How to shower less and still be fine
• Stop showering out of habit – wash yourself when you need to
• Consider your "transition showers" – eg. are there other ways to mark the end of the working day?
• Do what Ashton Kutcher does – focus on the key areas
• Don't forget to wash your hands as usual
The humble shower has also attained new meaning. During the 1900s, a burgeoning advertising business attached new symbolism to our bathrooms. The shower, says Southerton, was marketed as a tool for saving time, but also for reinvigoration. Around 1970, shower ads consisted of simple drawings of a bath with a shower head, but by the 1980s, the images were always of a woman, relaxing and surrounded by steam. Showering had become a leisure activity. It also helps us change context. We switch a lot between roles: the office worker, the tennis player, the parent, the friend meeting for dinner. Showering is a threshold activity. The shower cubicle is a portal that transforms us from one persona to another.

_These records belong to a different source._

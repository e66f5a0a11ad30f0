//! p-norm distances to centroids, flat and bisecting

use memql_sql::{null_guard, tournament, BinOp, Expr, Value};
use ndarray::{Array1, Array2, ArrayView1, ArrayView2};
use serde::{Deserialize, Serialize};

use crate::batch;
use crate::error::Result;
use crate::tree::{check_acyclic, node_ids};

/// Offset added to distances before inverting them into weights.
const EPSILON: f64 = 1e-99;

fn default_p() -> u32 {
    2
}

fn check_centroids(clusters: &[Vec<f64>], p: u32) -> std::result::Result<(), String> {
    let width = clusters
        .first()
        .map(Vec::len)
        .ok_or_else(|| "'clusters' must contain at least one centroid".to_string())?;
    if width == 0 {
        return Err("centroids must have at least one coordinate".to_string());
    }
    if let Some(i) = clusters.iter().position(|c| c.len() != width) {
        return Err(format!(
            "centroid {} has {} coordinates, expected {}",
            i,
            clusters[i].len(),
            width
        ));
    }
    if p == 0 {
        return Err("'p' must be at least 1".to_string());
    }
    Ok(())
}

/// Centroid geometry shared by the flat and bisecting models.
struct Metric<'a> {
    clusters: &'a [Vec<f64>],
    p: u32,
}

impl Metric<'_> {
    fn width(&self) -> usize {
        self.clusters[0].len()
    }

    /// `sum |x - c|^p`, the un-rooted distance used for comparisons.
    fn powered(&self, row: &[f64], centroid: usize) -> f64 {
        row.iter()
            .zip(&self.clusters[centroid])
            .map(|(x, c)| (x - c).abs().powf(f64::from(self.p)))
            .sum()
    }

    fn distance(&self, row: &[f64], centroid: usize) -> f64 {
        self.powered(row, centroid).powf(1.0 / f64::from(self.p))
    }

    /// Numeric row, or `None` when a feature is NULL.
    fn read(&self, row: &ArrayView1<'_, Value>) -> Result<Option<Vec<f64>>> {
        batch::check_width("centroid coordinates", self.width(), row.len())?;
        if row.iter().any(Value::is_null) {
            return Ok(None);
        }
        batch::numeric_row(row.view()).map(Some)
    }

    fn distances(&self, x: ArrayView2<'_, Value>) -> Result<Array2<f64>> {
        let k = self.clusters.len();
        batch::matrix_rows(x, k, |row| {
            Ok(match self.read(&row)? {
                Some(values) => (0..k).map(|i| self.distance(&values, i)).collect(),
                None => vec![f64::NAN; k],
            })
        })
    }

    fn check_columns(&self, columns: &[Expr]) -> Result<()> {
        batch::check_width("centroid coordinates", self.width(), columns.len())
    }

    fn powered_sql(&self, columns: &[Expr], centroid: usize) -> Expr {
        Expr::sum(
            columns
                .iter()
                .zip(&self.clusters[centroid])
                .map(|(x, c)| (x.clone() - Expr::lit(*c)).abs().power(Expr::lit(self.p))),
        )
    }

    fn distance_sql(&self, columns: &[Expr], centroid: usize) -> Expr {
        self.powered_sql(columns, centroid)
            .power(Expr::lit(1.0 / f64::from(self.p)))
    }

    fn distances_sql(&self, columns: &[Expr]) -> Result<Vec<Expr>> {
        self.check_columns(columns)?;
        Ok((0..self.clusters.len())
            .map(|i| self.distance_sql(columns, i))
            .collect())
    }
}

/// Flat centroid model (KMeans, NearestCentroids).
#[derive(Debug, Clone, PartialEq, Serialize, Deserialize)]
pub struct Clusters {
    pub(crate) clusters: Vec<Vec<f64>>,
    #[serde(default = "default_p")]
    pub(crate) p: u32,
    #[serde(default)]
    pub(crate) classes: Option<Vec<Value>>,
}

impl Clusters {
    pub(crate) fn check(&self) -> std::result::Result<(), String> {
        check_centroids(&self.clusters, self.p)?;
        match &self.classes {
            Some(classes) if classes.len() != self.clusters.len() => Err(format!(
                "'classes' has {} entries, expected one per centroid ({})",
                classes.len(),
                self.clusters.len()
            )),
            _ => Ok(()),
        }
    }

    fn metric(&self) -> Metric<'_> {
        Metric {
            clusters: &self.clusters,
            p: self.p,
        }
    }

    fn label(&self, index: usize) -> Value {
        batch::class_label(self.classes.as_deref().unwrap_or(&[]), index)
    }

    /// Nearest centroid (lowest index on ties), NULL when a feature is NULL.
    pub fn predict(&self, x: ArrayView2<'_, Value>) -> Result<Array1<Value>> {
        let metric = self.metric();
        batch::predict_rows(x, |row| {
            Ok(match metric.read(&row)? {
                Some(values) => {
                    let powered: Vec<f64> = (0..self.clusters.len())
                        .map(|i| metric.powered(&values, i))
                        .collect();
                    self.label(batch::argmin(&powered))
                }
                None => Value::Null,
            })
        })
    }

    /// Inverse-distance weights normalized per row.
    pub fn predict_proba(&self, x: ArrayView2<'_, Value>) -> Result<Array2<f64>> {
        let mut proba = self.metric().distances(x)?;
        for mut row in proba.rows_mut() {
            row.mapv_inplace(|d| 1.0 / (d + EPSILON));
            let total = row.sum();
            row.mapv_inplace(|w| w / total);
        }
        Ok(proba)
    }

    pub fn transform(&self, x: ArrayView2<'_, Value>) -> Result<Array2<f64>> {
        self.metric().distances(x)
    }

    pub fn predict_sql(&self, columns: &[Expr]) -> Result<Expr> {
        let metric = self.metric();
        metric.check_columns(columns)?;
        let candidates = (0..self.clusters.len())
            .map(|i| (metric.powered_sql(columns, i), Expr::lit(self.label(i))))
            .collect();
        let winner = tournament(candidates, BinOp::Le).unwrap_or_else(Expr::null);
        Ok(null_guard(columns.iter().cloned(), winner))
    }

    pub fn predict_proba_sql(&self, columns: &[Expr]) -> Result<Vec<Expr>> {
        let distances = self.metric().distances_sql(columns)?;
        let zero = || Expr::lit(0);
        let total = Expr::sum(distances.iter().map(|d| Expr::lit(1) / d.clone()));
        // Centroids sitting on the row share the whole weight evenly.
        let coincident = Expr::sum(
            distances
                .iter()
                .map(|d| Expr::case_when(d.clone().equals(zero()), Expr::lit(1), Expr::lit(0))),
        );
        Ok(distances
            .iter()
            .enumerate()
            .map(|(i, d)| {
                let mut branches = vec![(
                    d.clone().equals(zero()),
                    Expr::lit(1.0) / coincident.clone(),
                )];
                let others: Vec<Expr> = distances
                    .iter()
                    .enumerate()
                    .filter(|(j, _)| *j != i)
                    .map(|(_, other)| other.clone().equals(zero()))
                    .collect();
                if !others.is_empty() {
                    branches.push((Expr::any(others), Expr::lit(0.0)));
                }
                Expr::case(branches, Expr::lit(1) / d.clone() / total.clone())
            })
            .collect())
    }

    pub fn transform_sql(&self, columns: &[Expr]) -> Result<Vec<Expr>> {
        self.metric().distances_sql(columns)
    }
}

"If you go 100 years back, we didn't shower every day, because the shower was not a normal thing to have," Professor Kristen Gram-Hanssen from the Department of the Build Environment of Aalborg University in Denmark, tells me. "We don't shower because of health. We shower because it's a normal thing to do."
The social contract aspect of frequent showering becomes evident when we put ourselves in environments like trekking holidays or music festivals, she says. There, different norms come into play, and suddenly it is okay to shower less.
What does the future hold? Will we all soon avoid the shower cubicle? Not likely. The academics do not see any significant trend of people showering less for environmental reasons. "This isn't the story of how things creep up and creep up, and then we all say: 'Oh, that was a bad idea! Let's stop'," says Southerton. "You can't unwind the clock. The norms of showering are now embedded in our society."
It seems my less-than-daily showers will continue to stand out to some. I take heart from McCarthy. "I do think a lot of the showering is performative," he says. "Why are we washing? Mostly because we're afraid somebody else will tell us that we're smelling... I faced that fear, and I live."